Schlangengurke (Trichosanthes cucumerina)

Familie der Cucurbitaceae - Kürbisgewächse
Engl.: snake gourd
Franz.: courge serpent

Nährwert:
keine genauen Angaben

Botanik:
Lässt man die aus Asien stammenden Schlangengurken einfach wachsen, gleichen sie tatsächlich einer Schlange. Die bis zu 2 m lange Gurke wird bis 10 cm dick und ist gedreht und gewunden. 

Herkunft:
Es ist nicht klar woher genau die Gurke kommt. Sie verbreitete sich vermutlich über ein riesiges Gebiet das von Indien über Südostasien bis nach Australien reicht.
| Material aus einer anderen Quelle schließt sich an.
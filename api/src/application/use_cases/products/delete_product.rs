use crate::application::error::{AppError, AppResult};
use crate::application::ports::product_repository::ProductRepository;

pub struct DeleteProduct<'a, R: ProductRepository + ?Sized> {
    pub repo: &'a R,
}

impl<'a, R: ProductRepository + ?Sized> DeleteProduct<'a, R> {
    /// Products referenced by a transaction surface as a conflict.
    pub async fn execute(&self, id: i64) -> AppResult<()> {
        if !self.repo.delete(id).await? {
            return Err(AppError::not_found("product not found"));
        }
        Ok(())
    }
}
use async_trait::async_trait;
use sqlx::Row;
use sqlx::postgres::PgRow;

use super::RESYNC_TIERS;
use crate::application::ports::membership_repository::MembershipRepository;
use crate::domain::memberships::{Membership, NewMembership};
use crate::infrastructure::db::{PgPool, map_db_err};

pub struct SqlxMembershipRepository {
    pub pool: PgPool,
}

impl SqlxMembershipRepository {
    pub fn new(pool: PgPool) -> Self {
        Self { pool }
    }
}

fn membership_from_row(r: &PgRow) -> Membership {
    Membership {
        tier: r.get("tier"),
        required_points: r.get("required_points"),
        discount_percent: r.get("discount_percent"),
        member_count: r.get("member_count"),
    }
}

const SELECT_WITH_COUNTS: &str = r#"
    SELECT m.tier, m.required_points, m.discount_percent,
           (SELECT COUNT(1) FROM customers c WHERE c.tier = m.tier) AS member_count
    FROM memberships m"#;

#[async_trait]
impl MembershipRepository for SqlxMembershipRepository {
    async fn list(&self, search: Option<String>) -> anyhow::Result<Vec<Membership>> {
        let sql = format!(
            "{} WHERE $1::text IS NULL OR m.tier ILIKE '%' || $1 || '%' ORDER BY m.required_points ASC, m.tier ASC",
            SELECT_WITH_COUNTS
        );
        let rows = sqlx::query(&sql)
            .bind(search)
            .fetch_all(&self.pool)
            .await?;
        Ok(rows.iter().map(membership_from_row).collect())
    }

    async fn get(&self, tier: &str) -> anyhow::Result<Option<Membership>> {
        let sql = format!("{} WHERE m.tier = $1", SELECT_WITH_COUNTS);
        let row = sqlx::query(&sql)
            .bind(tier)
            .fetch_optional(&self.pool)
            .await?;
        Ok(row.as_ref().map(membership_from_row))
    }

    async fn create(&self, input: &NewMembership) -> anyhow::Result<Membership> {
        let mut tx = self.pool.begin().await?;
        sqlx::query(
            "INSERT INTO memberships (tier, required_points, discount_percent) VALUES ($1, $2, $3)",
        )
        .bind(&input.tier)
        .bind(input.required_points)
        .bind(input.discount_percent)
        .execute(&mut *tx)
        .await
        .map_err(map_db_err)?;
        sqlx::query(RESYNC_TIERS)
            .execute(&mut *tx)
            .await
            .map_err(map_db_err)?;
        let sql = format!("{} WHERE m.tier = $1", SELECT_WITH_COUNTS);
        let row = sqlx::query(&sql)
            .bind(&input.tier)
            .fetch_one(&mut *tx)
            .await?;
        tx.commit().await?;
        Ok(membership_from_row(&row))
    }

    async fn update(
        &self,
        tier: &str,
        required_points: Option<i64>,
        discount_percent: Option<f64>,
    ) -> anyhow::Result<Option<Membership>> {
        let mut tx = self.pool.begin().await?;
        let res = sqlx::query(
            r#"UPDATE memberships
               SET required_points = COALESCE($2, required_points),
                   discount_percent = COALESCE($3, discount_percent)
               WHERE tier = $1"#,
        )
        .bind(tier)
        .bind(required_points)
        .bind(discount_percent)
        .execute(&mut *tx)
        .await
        .map_err(map_db_err)?;
        if res.rows_affected() == 0 {
            return Ok(None);
        }
        sqlx::query(RESYNC_TIERS)
            .execute(&mut *tx)
            .await
            .map_err(map_db_err)?;
        let sql = format!("{} WHERE m.tier = $1", SELECT_WITH_COUNTS);
        let row = sqlx::query(&sql)
            .bind(tier)
            .fetch_optional(&mut *tx)
            .await?;
        tx.commit().await?;
        Ok(row.as_ref().map(membership_from_row))
    }

    async fn delete(&self, tier: &str) -> anyhow::Result<bool> {
        let mut tx = self.pool.begin().await?;
        let res = sqlx::query("DELETE FROM memberships WHERE tier = $1")
            .bind(tier)
            .execute(&mut *tx)
            .await
            .map_err(map_db_err)?;
        sqlx::query(RESYNC_TIERS)
            .execute(&mut *tx)
            .await
            .map_err(map_db_err)?;
        tx.commit().await?;
        Ok(res.rows_affected() > 0)
    }

    async fn import(&self, rows: &[NewMembership]) -> anyhow::Result<u64> {
        let mut tx = self.pool.begin().await?;
        let mut inserted = 0;
        for row in rows {
            let res = sqlx::query(
                r#"INSERT INTO memberships (tier, required_points, discount_percent)
                   VALUES ($1, $2, $3)
                   ON CONFLICT (tier) DO NOTHING"#,
            )
            .bind(&row.tier)
            .bind(row.required_points)
            .bind(row.discount_percent)
            .execute(&mut *tx)
            .await
            .map_err(map_db_err)?;
            inserted += res.rows_affected();
        }
        if inserted > 0 {
            sqlx::query(RESYNC_TIERS)
                .execute(&mut *tx)
                .await
                .map_err(map_db_err)?;
        }
        tx.commit().await?;
        Ok(inserted)
    }
}
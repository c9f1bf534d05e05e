use crate::application::error::AppResult;
use crate::application::ports::reward_repository::RewardRepository;
use crate::domain::rewards::Reward;

pub struct ListRewards<'a, R: RewardRepository + ?Sized> {
    pub repo: &'a R,
}

impl<'a, R: RewardRepository + ?Sized> ListRewards<'a, R> {
    pub async fn execute(&self, search: Option<String>) -> AppResult<Vec<Reward>> {
        let search = search
            .map(|s| s.trim().to_string())
            .filter(|s| !s.is_empty());
        Ok(self.repo.list(search).await?)
    }
}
Von da kam sie mit dem Sklaven- Handel nach Westafrika, in die Karibik, in den fernen Osten und in die lateinamerikanischen Länder.

Anbau:
Die Schlangengurke wird vor allem in Südostasien und in Südindien angebaut.

Import:
Importiert wird die Gurke aus Thailand und Taiwan.

Frucht:
- Essbar sind die jungen, unreifen Früchte, die Triebe und Blätter.
- Die Form ist spitz zulaufend, gebogen und verdreht.
- Die Schale ist glatt und hat oft eine kalkig weisse Schicht.
- Junge Früchte sind hell- bis mittelgrün und werden mit zunehmender Reife orange bis rot.
- Das Fruchtfleisch ist fest, hell und gurkenähnlich mit essbaren Samenkernen. je reifer die Frucht desto weicher das Fleisch.
- Geruchsneutral.
- Im Geschmack ist die Gurke angenehm süss, mit zunehmender Reife bitter.

Anwendung:
- Gegart.

Vorbereitung:
- Waschen und zerkleinern.

Lagerung:
- Ganze Früchte sind im Kühlschrank ca. 2 Tage haltbar.

Tipps:
- Schlangengurken braucht man nicht zu schälen. Nur gut waschen.